● **Record excerpts**
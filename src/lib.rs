//! opal - a keyboard-driven terminal picker for finding and launching applications
//!
//! This library provides the picker controller: a single-threaded render/event
//! loop bound to background work (debounced filter queries, non-blocking result
//! handoff, key-repeat emulation and thread-safe status reporting) on top of a
//! pluggable [`source::Source`] that lists, filters and launches items.

pub mod source;
pub mod ui;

● **What the exercise asks**
Repeat exactly, and only, the lines from the line with "queries, non-blocking result" through the end of the listing above, both ends included.

● **Task solution**
//! loop bound to background work (debounced filter queries, non-blocking result
//! handoff, key-repeat emulation and thread-safe status reporting) on top of a
//! pluggable [`source::Source`] that lists, filters and launches items.

pub mod source;
pub mod ui;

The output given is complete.